志願者数が多い大学の特長としては、比較的大規模な大学であること、志願者数が安定している医学部医学科があること、後期や中期など受験機会が複数回設定されている等が挙げられます。

私立大学の志願状況について

「近畿大学」は2024年度まで11年連続で最も志願者数が多い大学でした。2025年度は2024年度第2位の「千葉工業大学」が1位になる見込みです。千葉工業大学はコロナ禍において受験生救済を主目的として実施した共通テスト利用入試の受験料免除の継続が要因の1つと言えると思います。志願者数の多い大学の特長は、大規模な総合大学であること、首都圏や関西圏などの大都市圏にキャンパスを構えていることなどが挙げられます。一方で、私立大学の約6割に定員を充足していない、いわゆる「定員割れ」が見られ、二極化しています。

これからの大学選びは、大学に入ることに加え、大学に入ったあとに何ができて、出たあとに何が活かせるかまで考えることが大切です。

大学受験選抜方法について

吉井先生:共通テストの役割は大きく2つです。国公立大学の一次試験、もう1つは私立大学の共通テスト利用です。2024年度、共通テスト利用入試を実施した私立大学は530校にのぼりました。また、最近では一般選抜での受験科目に共通テストを利用する大学も増えてきていますので、私立大学専願でも共通テストは無関係ではありません。

次に、大学への入学方法としては「一般選抜」「総合型選抜」「学校推薦型選抜」の3つに分けられます。国立大では一般選抜での入学者の割合が約80%ですが、私立大では約40%と総合型選抜(旧AO入試)、学校推薦型選抜(旧推薦入試)での入学者が多くなっています。総合型選抜・学校推薦型選抜は、学力の3要素の1つである「主体性・多様性・協働性」の評価が一般選抜に比べ大きいですが、最近では3要素の2つ「知識・技能」「思考力・判断力・表現力」のウエイトも高くなってきています。総合型選抜・学校推薦型選抜は、一般選抜に比べ出願や試験の時期が早く、志望理由書や小論文・面接など一般選抜とは異なる準備・対策が必要なため、早めのスタートが肝心です。

スケジュールについて

吉井先生:一般的には高校1年生の秋口に文理選択、2年の秋口に学部・学科の選択を行ない、受験学年の3年生へと進んでいく流れです。時間のある1、2年生のうちにオープンキャンパスや学校説明会への参加、大学のWebページなどで研究することをおすすめします。

模試について

公演中の吉井先生

吉井先生:模試において最も大切なことは、現状の学力把握と受験後の復習です。成績表には自分の得点と全国平均点が示されています。模試受験日が本番入試日と仮定したときに、今の自分の状況が見えてきます。自分にとって得意科目か苦手科目かで復習の仕方も変わります。

一日のスケジュールについて

吉井先生:さて、高校生にとって部活動は重要なものですので、受験勉強と部活動の両立というのは大きなテーマになってきます。

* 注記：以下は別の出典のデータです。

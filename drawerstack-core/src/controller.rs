//! Drawer controller: composition root owning the store and the mount.
//!
//! Every store mutation is followed by a synchronous mount sync, so callers
//! never observe a mount that disagrees with the store. Shell completion
//! events flow back into the store here, and only here.

use std::time::Duration;

use crate::config::DrawerConfig;
use crate::domain::{ContentType, DrawerEntry, DrawerId, OpenOptions, Props, SubscriptionId};
use crate::gesture::GestureVerdict;
use crate::mount::{ContentAction, ContentRegistry, DrawerContent, DrawerMount, MountedDrawer};
use crate::shell::{FocusTarget, ShellEvent};
use crate::store::{DrawerStore, StackSnapshot, StoreEvent};

pub struct DrawerController<C: ?Sized + DrawerContent = dyn DrawerContent> {
    store: DrawerStore,
    mount: DrawerMount<C>,
    /// Drawer currently being dragged.
    dragging: Option<DrawerId>,
}

impl<C: ?Sized + DrawerContent> DrawerController<C> {
    pub fn new(config: DrawerConfig, registry: ContentRegistry<C>, viewport_width: u32) -> Self {
        Self {
            store: DrawerStore::new(&config.pool),
            mount: DrawerMount::new(config, registry, viewport_width),
            dragging: None,
        }
    }

    // ── Stack operations ───────────────────────────────────────────────

    /// Open a drawer and return the id now representing the request.
    ///
    /// When a live drawer of the same content type exists (and
    /// `allow_duplicate` is off) that drawer is reused in place: it gets the
    /// new props but is not raised, so the returned id may sit below the
    /// topmost drawer and not own focus. Compare with `topmost()` to tell.
    pub fn open(
        &mut self,
        content_type: impl Into<ContentType>,
        props: Props,
        options: OpenOptions,
    ) -> DrawerId {
        let id = self.store.open(content_type, props, options);
        self.sync();
        id
    }

    pub fn close(&mut self, id: DrawerId) -> bool {
        let changed = self.store.close(id);
        if changed {
            self.sync();
        }
        changed
    }

    pub fn back(&mut self) -> Option<DrawerId> {
        let closed = self.store.back();
        if closed.is_some() {
            self.sync();
        }
        closed
    }

    pub fn close_all(&mut self) -> usize {
        let count = self.store.close_all();
        self.sync();
        count
    }

    pub fn peek_top(&self) -> Option<&DrawerEntry> {
        self.store.peek_top()
    }

    pub fn update_props(&mut self, id: DrawerId, props: Props) -> bool {
        let changed = self.store.update_props(id, props);
        if changed {
            self.sync();
        }
        changed
    }

    pub fn evict_hidden(&mut self, content_type: &ContentType) -> bool {
        let changed = self.store.evict_hidden(content_type);
        if changed {
            self.sync();
        }
        changed
    }

    pub fn relieve_memory_pressure(&mut self) -> usize {
        let count = self.store.relieve_memory_pressure();
        if count > 0 {
            self.sync();
        }
        count
    }

    pub fn subscribe(
        &mut self,
        listener: impl FnMut(&StoreEvent, &StackSnapshot) + 'static,
    ) -> SubscriptionId {
        self.store.subscribe(listener)
    }

    pub fn unsubscribe(&mut self, id: SubscriptionId) -> bool {
        self.store.unsubscribe(id)
    }

    /// Apply a request from hosted content. Returns the id of a drawer the
    /// action opened, if any.
    pub fn dispatch(&mut self, from: DrawerId, action: ContentAction) -> Option<DrawerId> {
        match action {
            ContentAction::None => None,
            ContentAction::Close => {
                self.close(from);
                None
            }
            ContentAction::Back => {
                self.back();
                None
            }
            ContentAction::Open {
                content_type,
                props,
                options,
            } => Some(self.open(content_type, props, options)),
        }
    }

    // ── Frame driving ──────────────────────────────────────────────────

    /// Advance all transitions by `dt` and feed completions to the store.
    pub fn tick(&mut self, dt: Duration) -> Vec<(DrawerId, ShellEvent)> {
        let events = self.mount.tick(dt);
        self.apply_shell_events(&events);
        events
    }

    /// Completion callback for hosts that run their own animation engine.
    pub fn animation_finished(&mut self, id: DrawerId) -> Option<ShellEvent> {
        let event = self.mount.get_mut(id)?.shell.animation_finished()?;
        self.apply_shell_events(&[(id, event)]);
        Some(event)
    }

    fn apply_shell_events(&mut self, events: &[(DrawerId, ShellEvent)]) {
        if events.is_empty() {
            return;
        }
        for &(id, event) in events {
            match event {
                ShellEvent::Opened => {
                    self.store.report_opened(id);
                }
                ShellEvent::ExitFinished => {
                    self.store.finish_exit(id);
                    if self.dragging == Some(id) {
                        self.dragging = None;
                    }
                }
                ShellEvent::SnappedBack => {}
            }
        }
        self.sync();
    }

    /// Viewport width changed; presentations are re-resolved.
    pub fn set_viewport(&mut self, width: u32) {
        self.mount.set_viewport(width);
        self.release_stale_drag();
    }

    // ── Gestures ───────────────────────────────────────────────────────

    /// Start dragging the topmost drawer. Returns its id when it accepts the
    /// drag (open bottom sheet). A drag already in progress is cancelled
    /// first; there is never more than one.
    pub fn drag_start(&mut self, timestamp_ms: u64) -> Option<DrawerId> {
        self.drag_cancel();
        let drawer = self.mount.topmost_mut()?;
        if !drawer.shell.drag_start(timestamp_ms) {
            return None;
        }
        let id = drawer.id();
        self.dragging = Some(id);
        Some(id)
    }

    pub fn drag_move(&mut self, offset_px: f64, timestamp_ms: u64) {
        if let Some(drawer) = self.dragging.and_then(|id| self.mount.get_mut(id)) {
            drawer.shell.drag_move(offset_px, timestamp_ms);
        }
    }

    /// Release the active drag. A dismiss verdict closes the drawer through
    /// the store like any other close.
    pub fn drag_end(&mut self, timestamp_ms: u64) -> Option<GestureVerdict> {
        let id = self.dragging.take()?;
        let verdict = self.mount.get_mut(id)?.shell.drag_end(timestamp_ms)?;
        if verdict == GestureVerdict::Dismiss {
            self.close(id);
        }
        Some(verdict)
    }

    pub fn drag_cancel(&mut self) {
        if let Some(drawer) = self.dragging.take().and_then(|id| self.mount.get_mut(id)) {
            drawer.shell.drag_cancel();
        }
    }

    pub fn dragging(&self) -> Option<DrawerId> {
        self.dragging
    }

    /// Only the topmost shell may be dragged. A drawer that lost that place
    /// (or its shell stopped tracking) snaps back.
    fn release_stale_drag(&mut self) {
        let Some(id) = self.dragging else {
            return;
        };
        let keep = self
            .mount
            .get(id)
            .is_some_and(|d| d.topmost && d.shell.is_dragging());
        if !keep {
            tracing::debug!(drawer_id = %id, "drag released: drawer no longer on top");
            self.drag_cancel();
        }
    }

    // ── Focus ──────────────────────────────────────────────────────────

    pub fn focus_next(&mut self) -> Option<FocusTarget> {
        self.mount.topmost_mut()?.shell.focus_next()
    }

    pub fn focus_prev(&mut self) -> Option<FocusTarget> {
        self.mount.topmost_mut()?.shell.focus_prev()
    }

    pub fn focused(&self) -> Option<(DrawerId, FocusTarget)> {
        let drawer = self.mount.topmost()?;
        drawer.shell.focus().target().map(|t| (drawer.id(), t))
    }

    // ── Queries ────────────────────────────────────────────────────────

    pub fn store(&self) -> &DrawerStore {
        &self.store
    }

    pub fn mount(&self) -> &DrawerMount<C> {
        &self.mount
    }

    pub fn drawers(&self) -> impl Iterator<Item = &MountedDrawer<C>> {
        self.mount.drawers()
    }

    pub fn topmost(&self) -> Option<&MountedDrawer<C>> {
        self.mount.topmost()
    }

    pub fn content_mut(&mut self, id: DrawerId) -> Option<&mut C> {
        self.mount.get_mut(id)?.content.as_deref_mut()
    }

    pub fn snapshot(&self) -> StackSnapshot {
        self.store.snapshot()
    }

    /// No shell is mid-transition.
    pub fn is_idle(&self) -> bool {
        self.mount
            .drawers()
            .all(|d| d.shell.transition().is_none())
    }

    fn sync(&mut self) {
        self.mount.sync(&self.store);
        self.release_stale_drag();
    }
}
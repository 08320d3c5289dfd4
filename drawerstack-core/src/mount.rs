//! Drawer mount: reconciles the store's stack into one shell per entry.
//!
//! The mount is the single render point. For every stack entry in
//! `entering|open|exiting` it keeps exactly one `Shell`, keyed by id, plus the
//! content instance produced by the registered provider for the entry's
//! content type. Hidden-pool entries have no shell, but their content
//! instances are kept so a revived drawer shows its previous substate.

use std::collections::HashMap;
use std::time::Duration;

use indexmap::IndexMap;
use serde::{Deserialize, Serialize};

use crate::config::DrawerConfig;
use crate::domain::{
    AnimationState, ContentType, DrawerEntry, DrawerId, OpenOptions, PresentationRequest, Props,
    SizeToken,
};
use crate::presentation::{resolve_with, Presentation};
use crate::shell::{Shell, ShellEvent};
use crate::store::DrawerStore;

/// Behaviour every hosted content instance offers the mount.
pub trait DrawerContent {
    /// Number of keyboard-focusable elements. Zero means focus falls back to
    /// the shell container.
    fn focusable_count(&self) -> usize {
        0
    }

    /// Props changed (duplicate open, revival, or `update_props`).
    fn on_props(&mut self, _props: &Props) {}
}

/// Creates content instances for one content type.
///
/// `C` is the host's content trait object, e.g. `dyn DrawerContent` or a
/// richer trait with rendering hooks.
pub trait DrawerContentProvider<C: ?Sized> {
    fn create(&self, entry: &DrawerEntry) -> Box<C>;
}

impl<C: ?Sized, F> DrawerContentProvider<C> for F
where
    F: Fn(&DrawerEntry) -> Box<C>,
{
    fn create(&self, entry: &DrawerEntry) -> Box<C> {
        self(entry)
    }
}

/// Capability map from content type to provider.
pub struct ContentRegistry<C: ?Sized = dyn DrawerContent> {
    providers: IndexMap<ContentType, Box<dyn DrawerContentProvider<C>>>,
}

impl<C: ?Sized> ContentRegistry<C> {
    pub fn new() -> Self {
        Self {
            providers: IndexMap::new(),
        }
    }

    /// Register (or replace) the provider for a content type.
    pub fn register(
        &mut self,
        content_type: impl Into<ContentType>,
        provider: impl DrawerContentProvider<C> + 'static,
    ) -> &mut Self {
        self.providers.insert(content_type.into(), Box::new(provider));
        self
    }

    pub fn contains(&self, content_type: &ContentType) -> bool {
        self.providers.contains_key(content_type)
    }

    pub fn content_types(&self) -> impl Iterator<Item = &ContentType> {
        self.providers.keys()
    }

    fn create(&self, entry: &DrawerEntry) -> Option<Box<C>> {
        self.providers
            .get(&entry.content_type)
            .map(|p| p.create(entry))
    }
}

impl<C: ?Sized> Default for ContentRegistry<C> {
    fn default() -> Self {
        Self::new()
    }
}

/// What a hosted content is told about its drawer.
#[derive(Debug, Clone, Copy, PartialEq, Eq, Serialize, Deserialize)]
pub struct DrawerCallbacks {
    pub id: DrawerId,
    /// A live drawer sits beneath this one, so "back" reveals it.
    pub can_go_back: bool,
}

/// Request from hosted content, applied by the controller.
#[derive(Debug, Clone, Default, PartialEq, Serialize, Deserialize)]
#[serde(tag = "action", rename_all = "kebab-case")]
pub enum ContentAction {
    #[default]
    None,
    /// Close this drawer.
    Close,
    /// Close the top-most drawer, revealing the one beneath.
    Back,
    /// Open another drawer on top.
    Open {
        content_type: ContentType,
        #[serde(default)]
        props: Props,
        #[serde(default)]
        options: OpenOptions,
    },
}

/// One mounted drawer: its shell, content, and stacking data.
pub struct MountedDrawer<C: ?Sized> {
    pub shell: Shell,
    pub content_type: ContentType,
    pub title: Option<String>,
    pub request: PresentationRequest,
    pub size: Option<SizeToken>,
    /// `None` when no provider is registered for the content type.
    pub content: Option<Box<C>>,
    pub z_index: u32,
    pub topmost: bool,
    pub callbacks: DrawerCallbacks,
    props: Props,
}

impl<C: ?Sized> MountedDrawer<C> {
    pub fn id(&self) -> DrawerId {
        self.shell.id()
    }

    /// Nothing renders the body of this drawer.
    pub fn content_missing(&self) -> bool {
        self.content.is_none()
    }

    pub fn props(&self) -> &Props {
        &self.props
    }
}

impl<C: ?Sized> std::fmt::Debug for MountedDrawer<C> {
    fn fmt(&self, f: &mut std::fmt::Formatter<'_>) -> std::fmt::Result {
        f.debug_struct("MountedDrawer")
            .field("id", &self.id())
            .field("content_type", &self.content_type)
            .field("state", &self.shell.state())
            .field("z_index", &self.z_index)
            .field("topmost", &self.topmost)
            .field("content_missing", &self.content_missing())
            .finish()
    }
}

/// Reconciles store state into mounted shells.
pub struct DrawerMount<C: ?Sized + DrawerContent = dyn DrawerContent> {
    registry: ContentRegistry<C>,
    config: DrawerConfig,
    viewport_width: u32,
    /// Mounted drawers in stack order (z order, bottom first).
    mounted: IndexMap<DrawerId, MountedDrawer<C>>,
    /// Content of entries parked in the hidden pool.
    retained: HashMap<DrawerId, Box<C>>,
}

impl<C: ?Sized + DrawerContent> DrawerMount<C> {
    pub fn new(config: DrawerConfig, registry: ContentRegistry<C>, viewport_width: u32) -> Self {
        Self {
            registry,
            config,
            viewport_width,
            mounted: IndexMap::new(),
            retained: HashMap::new(),
        }
    }

    // ── Reconciliation ─────────────────────────────────────────────────

    /// Bring the mounted shells in line with the store. Call after every
    /// store mutation; the result never depends on how many mutations
    /// happened in between.
    pub fn sync(&mut self, store: &DrawerStore) {
        let mut previous = std::mem::take(&mut self.mounted);
        let entries = store.entries();

        for entry in entries {
            let drawer = match previous.shift_remove(&entry.id) {
                Some(mut drawer) => {
                    self.reconcile(&mut drawer, entry);
                    drawer
                }
                None => self.mount_entry(entry),
            };
            self.mounted.insert(entry.id, drawer);
        }

        // Whatever is left has left the stack.
        for (id, drawer) in previous {
            match drawer.content {
                Some(content) if store.is_hidden(id) => {
                    tracing::debug!(drawer_id = %id, "unmounted, content retained");
                    self.retained.insert(id, content);
                }
                _ => tracing::debug!(drawer_id = %id, "unmounted"),
            }
        }
        self.retained.retain(|id, _| store.is_hidden(*id));

        self.restack(store);
    }

    fn mount_entry(&mut self, entry: &DrawerEntry) -> MountedDrawer<C> {
        let presentation = self.resolve(entry.presentation, entry.size);
        let mut shell = Shell::new(
            entry.id,
            presentation,
            &self.config.animation,
            &self.config.gesture,
        );
        if entry.animation_state == AnimationState::Exiting {
            shell.begin_exit();
        }

        let content = match self.retained.remove(&entry.id) {
            Some(mut content) => {
                content.on_props(&entry.props);
                Some(content)
            }
            None => self.registry.create(entry),
        };
        if content.is_none() {
            tracing::warn!(
                drawer_id = %entry.id,
                content_type = %entry.content_type,
                "no content provider registered, drawer body left empty"
            );
        }
        tracing::debug!(drawer_id = %entry.id, mode = %presentation.mode, "mounted");

        MountedDrawer {
            shell,
            content_type: entry.content_type.clone(),
            title: entry.title.clone(),
            request: entry.presentation,
            size: entry.size,
            content,
            z_index: 0,
            topmost: false,
            callbacks: DrawerCallbacks {
                id: entry.id,
                can_go_back: false,
            },
            props: entry.props.clone(),
        }
    }

    fn reconcile(&self, drawer: &mut MountedDrawer<C>, entry: &DrawerEntry) {
        match (entry.animation_state, drawer.shell.state()) {
            (AnimationState::Exiting, state) if state.is_live() => {
                drawer.shell.begin_exit();
            }
            (store_state, AnimationState::Exiting) if store_state.is_live() => {
                drawer.shell.cancel_exit();
            }
            _ => {}
        }

        if drawer.props != entry.props {
            drawer.props = entry.props.clone();
            if let Some(content) = drawer.content.as_mut() {
                content.on_props(&entry.props);
            }
        }
        drawer.title = entry.title.clone();
        if drawer.request != entry.presentation || drawer.size != entry.size {
            drawer.request = entry.presentation;
            drawer.size = entry.size;
            drawer
                .shell
                .set_presentation(self.resolve(entry.presentation, entry.size));
        }
    }

    /// Z-order, topmost flag, callbacks, and the focus trap.
    fn restack(&mut self, store: &DrawerStore) {
        let owner = store.top_live().map(|e| e.id);
        let base = self.config.mount.z_index_base;
        let step = self.config.mount.z_index_step;
        let mut live_below = 0usize;

        for (position, drawer) in self.mounted.values_mut().enumerate() {
            drawer.z_index = base.saturating_add(step.saturating_mul(position as u32));
            drawer.callbacks.can_go_back = live_below > 0;
            if drawer.shell.state().is_live() {
                live_below += 1;
            }

            drawer.topmost = Some(drawer.id()) == owner;
            if drawer.topmost && drawer.shell.state() == AnimationState::Open {
                let count = drawer.content.as_ref().map_or(0, |c| c.focusable_count());
                drawer.shell.trap_focus(count);
            } else {
                drawer.shell.release_focus();
            }
        }
    }

    // ── Frame driving ──────────────────────────────────────────────────

    /// Advance every shell's transition. Returns the completion events in
    /// z order.
    pub fn tick(&mut self, dt: Duration) -> Vec<(DrawerId, ShellEvent)> {
        self.mounted
            .values_mut()
            .filter_map(|d| d.shell.tick(dt).map(|event| (d.id(), event)))
            .collect()
    }

    /// Re-resolve every presentation for a new viewport width.
    pub fn set_viewport(&mut self, width: u32) {
        if width == self.viewport_width {
            return;
        }
        self.viewport_width = width;
        let config = &self.config.presentation;
        for drawer in self.mounted.values_mut() {
            let presentation = resolve_with(config, width, drawer.request, drawer.size);
            drawer.shell.set_presentation(presentation);
        }
        tracing::debug!(width, "viewport resized");
    }

    fn resolve(&self, request: PresentationRequest, size: Option<SizeToken>) -> Presentation {
        resolve_with(&self.config.presentation, self.viewport_width, request, size)
    }

    // ── Queries ────────────────────────────────────────────────────────

    pub fn viewport_width(&self) -> u32 {
        self.viewport_width
    }

    pub fn config(&self) -> &DrawerConfig {
        &self.config
    }

    pub fn registry(&self) -> &ContentRegistry<C> {
        &self.registry
    }

    /// Mounted drawers, bottom first.
    pub fn drawers(&self) -> impl Iterator<Item = &MountedDrawer<C>> {
        self.mounted.values()
    }

    pub fn len(&self) -> usize {
        self.mounted.len()
    }

    pub fn is_empty(&self) -> bool {
        self.mounted.is_empty()
    }

    pub fn get(&self, id: DrawerId) -> Option<&MountedDrawer<C>> {
        self.mounted.get(&id)
    }

    pub fn get_mut(&mut self, id: DrawerId) -> Option<&mut MountedDrawer<C>> {
        self.mounted.get_mut(&id)
    }

    /// The focus owner, if any.
    pub fn topmost(&self) -> Option<&MountedDrawer<C>> {
        self.mounted.values().find(|d| d.topmost)
    }

    pub fn topmost_mut(&mut self) -> Option<&mut MountedDrawer<C>> {
        self.mounted.values_mut().find(|d| d.topmost)
    }

    pub fn is_retained(&self, id: DrawerId) -> bool {
        self.retained.contains_key(&id)
    }
}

そんななかで1日のスケジュールはどうしたらいいのか。

ここで重要なのは、短時間でも良いので毎日集中して学習する習慣をつけることです。最初は30分でも良いので時間を決めて始めましょう。繰り返しになりますが、毎日続けることが最も大切です。

睡眠時間について

吉井先生:睡眠時間の確保も、とても重要です。睡眠時間だけではなく、就寝や起床の時刻も安定させることで、生活リズムが確立されます。学校が休みの日や受験直前の時期は遅く起きることや、夜型の生活になることがあるかも知れませんが、高校生の日常の生活を続けることで、自然と生活サイクルが出来上がります。その状態をキープするようにしてください。

――すべての内容は書ききれないのですが、このようなためになるお話を40分に渡って講演していただき、大きな拍手で講演会は終了しました。

大学進学に関する情報収集は早いほうが良いことがわかります。高校一年生のうちから、逆引き大学辞典を使って情報収集を行い、進学EXPOに足を運ぶことをオススメします。